Version | Author | Date |
---|---|---|
c17b6b2 | Benjmain Fair | 2022-10-19 |
Note there are only a few points of chRNA.IR intron retention with SNPs in splice sites that coloc with eQTL.
Let’s check how these plots look for NMD-specific introns…

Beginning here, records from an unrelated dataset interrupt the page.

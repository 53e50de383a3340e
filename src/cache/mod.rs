//! In-memory caches for platform lookups.
//!
//! Chat platform calls are slow and rate limited, so answers that change
//! rarely (admin rights, display names) are kept for a few minutes in a
//! Moka cache behind [`TypedCache`].

mod config;
mod typed;

pub use config::CacheConfig;
pub use typed::TypedCache;
//! Message dispatcher setup.
//!
//! Builds the dispatcher with all command handlers and event handlers.

use std::sync::Arc;

use teloxide::adaptors::Throttle;
use teloxide::dispatching::{DefaultKey, UpdateHandler};
use teloxide::prelude::*;

use super::api::TelegramModeration;
use crate::events;
use crate::moderation::AdminFacade;
use crate::permissions::Permissions;
use crate::plugins;

/// Bot type with Throttle adaptor for automatic rate limiting.
pub type ThrottledBot = Throttle<Bot>;

/// Shared application state.
#[derive(Clone)]
pub struct AppState {
    /// Moderation core.
    pub admin: Arc<AdminFacade>,

    /// Moderation actions against Telegram.
    pub api: TelegramModeration,

    /// Permission checker with admin caching.
    pub permissions: Permissions,

    /// Owner user IDs (bypass all restrictions).
    pub owner_ids: Vec<u64>,
}

impl AppState {
    pub fn new(bot: ThrottledBot, admin: Arc<AdminFacade>, owner_ids: Vec<u64>) -> Self {
        // Permission lookups go around the throttle queue.
        let permissions = Permissions::with_owners(bot.inner().clone(), owner_ids.clone());

        Self {
            admin,
            api: TelegramModeration::new(bot),
            permissions,
            owner_ids,
        }
    }

    /// Check if a user is a bot owner.
    pub fn is_owner(&self, user_id: u64) -> bool {
        self.owner_ids.contains(&user_id)
    }
}

/// Build the dispatcher with all handlers.
pub fn build_dispatcher(
    bot: ThrottledBot,
    admin: Arc<AdminFacade>,
    owner_ids: Vec<u64>,
) -> Dispatcher<ThrottledBot, anyhow::Error, DefaultKey> {
    let state = AppState::new(bot.clone(), admin, owner_ids);

    Dispatcher::builder(bot, schema())
        .dependencies(dptree::deps![state])
        .enable_ctrlc_handler()
        .build()
}

/// Build the handler schema.
fn schema() -> UpdateHandler<anyhow::Error> {
    use teloxide::dispatching::UpdateFilterExt;

    // Commands first; anything else in a group goes through moderation.
    let message_handler = Update::filter_message()
        .branch(plugins::command_handler())
        .branch(events::message_event_handler());

    let member_handler = Update::filter_chat_member().branch(events::member_event_handler());

    dptree::entry()
        .branch(message_handler)
        .branch(member_handler)
        .branch(events::join_request::handler())
}
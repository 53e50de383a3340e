//! Typed wrapper around a Moka cache.

use std::hash::Hash;
use std::sync::Arc;

use moka::sync::Cache;

use super::CacheConfig;

/// Named, thread-safe cache. Clones share the same storage.
pub struct TypedCache<K, V>
where
    K: Hash + Eq + Send + Sync + 'static,
    V: Clone + Send + Sync + 'static,
{
    inner: Cache<K, V>,
    name: Arc<str>,
}

// Moka's Cache is already reference counted; no K/V: Clone bound needed.
impl<K, V> Clone for TypedCache<K, V>
where
    K: Hash + Eq + Send + Sync + 'static,
    V: Clone + Send + Sync + 'static,
{
    fn clone(&self) -> Self {
        Self {
            inner: self.inner.clone(),
            name: Arc::clone(&self.name),
        }
    }
}

impl<K, V> TypedCache<K, V>
where
    K: Hash + Eq + Send + Sync + 'static,
    V: Clone + Send + Sync + 'static,
{
    pub fn new(name: impl Into<Arc<str>>, config: CacheConfig) -> Self {
        let mut builder = Cache::builder().max_capacity(config.max_capacity);

        if let Some(ttl) = config.ttl {
            builder = builder.time_to_live(ttl);
        }
        if let Some(tti) = config.tti {
            builder = builder.time_to_idle(tti);
        }

        Self {
            inner: builder.build(),
            name: name.into(),
        }
    }

    pub fn name(&self) -> &str {
        &self.name
    }

    pub fn insert(&self, key: K, value: V) {
        self.inner.insert(key, value);
    }

    /// Value for `key` unless absent or expired.
    pub fn get(&self, key: &K) -> Option<V> {
        self.inner.get(key)
    }

    pub fn invalidate(&self, key: &K) {
        self.inner.invalidate(key);
    }
}

impl<K, V> std::fmt::Debug for TypedCache<K, V>
where
    K: Hash + Eq + Send + Sync + 'static,
    V: Clone + Send + Sync + 'static,
{
    fn fmt(&self, f: &mut std::fmt::Formatter<'_>) -> std::fmt::Result {
        f.debug_struct("TypedCache")
            .field("name", &self.name)
            .field("entry_count", &self.inner.entry_count())
            .finish()
    }
}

dat.to.plot <- coloc.results.tidycolocalized %>%
group_by(Locus, snp) %>%
filter(any(PC=="Expression.Splicing.Subset_YRI")) %>%
ungroup() %>%
filter(PC %in% c("Expression.Splicing.Subset_YRI","H3K27AC", "H3K4ME1", "H3K4ME3", "polyA.Splicing.Subset_YRI", "chRNA.Splicing", "chRNA.IER")) %>%
left_join(., ., by=c("Locus", "snp")) %>%
filter(!((P.x == P.y) & (PC.x == PC.y))) %>%
group_by(Locus, snp) %>%
mutate(
ContainsChromatinEqtl = any(PC.x %in% c("H3K27AC", "H3K4ME1", "H3K4ME3")),
ContainsSqtl = any(PC.x %in% c("polyA.Splicing.Subset_YRI", "chRNA.Splicing", "chRNA.IER"))
) %>%
ungroup() %>%
mutate(Contains.eQTL_Contains.sQTL = paste(ContainsChromatinEqtl, ContainsSqtl)) %>%
dplyr::select(-iteration.y) %>%
left_join(
finemap.snps.annotated %>%
dplyr::select(SNP_iteration_locus, FinemapPP, AnnotationClass) %>%
separate(SNP_iteration_locus, into=c("snp", "iteration.x", "Locus"), convert=T, sep="_")
) %>%
filter(FinemapPP >0.25) %>%
mutate(AnnotationSuperclass = case_when(
str_detect(AnnotationClass, "Splice.+_1") ~ "Annotated SS",
str_detect(AnnotationClass, "Splice.+_0$") ~ "Unannotated SS",
str_detect(AnnotationClass, "Enhancer") ~ "Enhancer",
str_detect(AnnotationClass, "Promoter") ~ "Promoter",
TRUE ~ "Other"
)) %>%
mutate(PC.x = recode(PC.x, !!!PC.ShortAliases)) %>%
mutate(PC.y = recode(PC.y, !!!PC.ShortAliases)) %>%
mutate(Contains.eQTL_Contains.sQTL = recode(Contains.eQTL_Contains.sQTL,
!!!c("TRUE TRUE"="hQTL+sQTL",
"TRUE FALSE"="hQTL only",
"FALSE TRUE"="sQTL only"))) %>%
filter(Contains.eQTL_Contains.sQTL=="sQTL only") %>%
mutate(New.x = str_replace(P.x, "^(.+?):(.+?):(.+?):.+?_([-+])$", "chr\\1_\\2_\\3_\\4")) %>%
mutate(New.y = str_replace(P.x, "^(.+?):(.+?):(.+?):.+?_([-+])$", "chr\\1_\\2_\\3_\\4")) %>%
mutate(ContainsNMDJunc = (New.x %in% NMD.specific.introns) | (New.y %in% NMD.specific.introns)) %>%
arrange(ContainsNMDJunc)
ggplot(dat.to.plot, aes(x=beta.x, y=beta.y, color=ContainsNMDJunc)) +
geom_point(alpha=0.5) +
geom_vline(xintercept=0) +
geom_hline(yintercept=0) +
geom_smooth(method='lm') +
facet_grid(rows=vars(PC.x), cols=vars(PC.y)) +
theme_bw() +
labs(x="TraitA Phenotype class", y="TraitB Phenotype class", caption="Effect size correlation for eQTLs/sQTLs that are not hQTLs", title="sQTLs that increase annotated NMD junctions coloc with downward eQTLs")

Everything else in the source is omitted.